In problem 1, I decided to first look at the type of data that is stored in the column and saw that it was being stored as a character because of how it read in values that were greater than 999. I first decided to fix this issue by forcing the column to become a numeric vector instead. In problem 2, I first decided to see the different levels of the type variable and saw that several of the levels essentially meant the same thing.

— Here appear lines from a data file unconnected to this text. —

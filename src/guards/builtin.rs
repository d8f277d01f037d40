//! Stock guards: owner-only, guild-only, member permissions

use std::collections::HashSet;

use anyhow::Result;
use async_trait::async_trait;
use serenity::model::id::UserId;
use serenity::model::permissions::Permissions;

use super::{Guard, GuardTarget};
use crate::commands::context::InteractionContext;

/// Passes only for configured bot owners
pub struct OwnerOnly {
    owners: HashSet<UserId>,
}

impl OwnerOnly {
    pub fn new(owners: impl IntoIterator<Item = UserId>) -> Self {
        Self {
            owners: owners.into_iter().collect(),
        }
    }
}

#[async_trait]
impl Guard for OwnerOnly {
    fn name(&self) -> &str {
        "owner_only"
    }

    fn targets(&self) -> &[GuardTarget] {
        GuardTarget::ALL
    }

    fn message(&self) -> Option<&str> {
        Some("🔒 Only the bot owner can use this.")
    }

    async fn check(&self, ctx: &InteractionContext) -> Result<bool> {
        Ok(self.owners.contains(&ctx.user_id()))
    }
}

/// Rejects interactions from DMs
pub struct GuildOnly;

#[async_trait]
impl Guard for GuildOnly {
    fn name(&self) -> &str {
        "guild_only"
    }

    fn targets(&self) -> &[GuardTarget] {
        GuardTarget::ALL
    }

    fn message(&self) -> Option<&str> {
        Some("This can only be used in a server.")
    }

    async fn check(&self, ctx: &InteractionContext) -> Result<bool> {
        Ok(ctx.guild_id().is_some())
    }
}

/// Requires the invoking member to hold every listed permission
///
/// Administrators always pass. Outside a guild there are no member
/// permissions, so the check fails.
pub struct RequirePermissions {
    required: Permissions,
    message: String,
}

impl RequirePermissions {
    pub fn new(required: Permissions) -> Self {
        Self {
            required,
            message: format!("You need the following permissions: {required}"),
        }
    }
}

#[async_trait]
impl Guard for RequirePermissions {
    fn name(&self) -> &str {
        "require_permissions"
    }

    fn targets(&self) -> &[GuardTarget] {
        GuardTarget::ALL
    }

    fn message(&self) -> Option<&str> {
        Some(&self.message)
    }

    async fn check(&self, ctx: &InteractionContext) -> Result<bool> {
        Ok(match ctx.member_permissions() {
            Some(perms) => perms.administrator() || perms.contains(self.required),
            None => false,
        })
    }
}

I made any observation that resembled the meaning of an "n/a" or "unknown" observation as "Unknown" and any water related reason as "Water-Related". In problem 3, the codebook says that the value 9 is unclear and I decided to replace that with na's. In the end, I saw there are 31 missing values. In problem 4, I decided to force the column as a numeric values and then I decided to replace anything that had a length of 0 with the number 4 from the type column. Finally, I replaced anything that had na with the number 9. I saw that there are 274 missing values.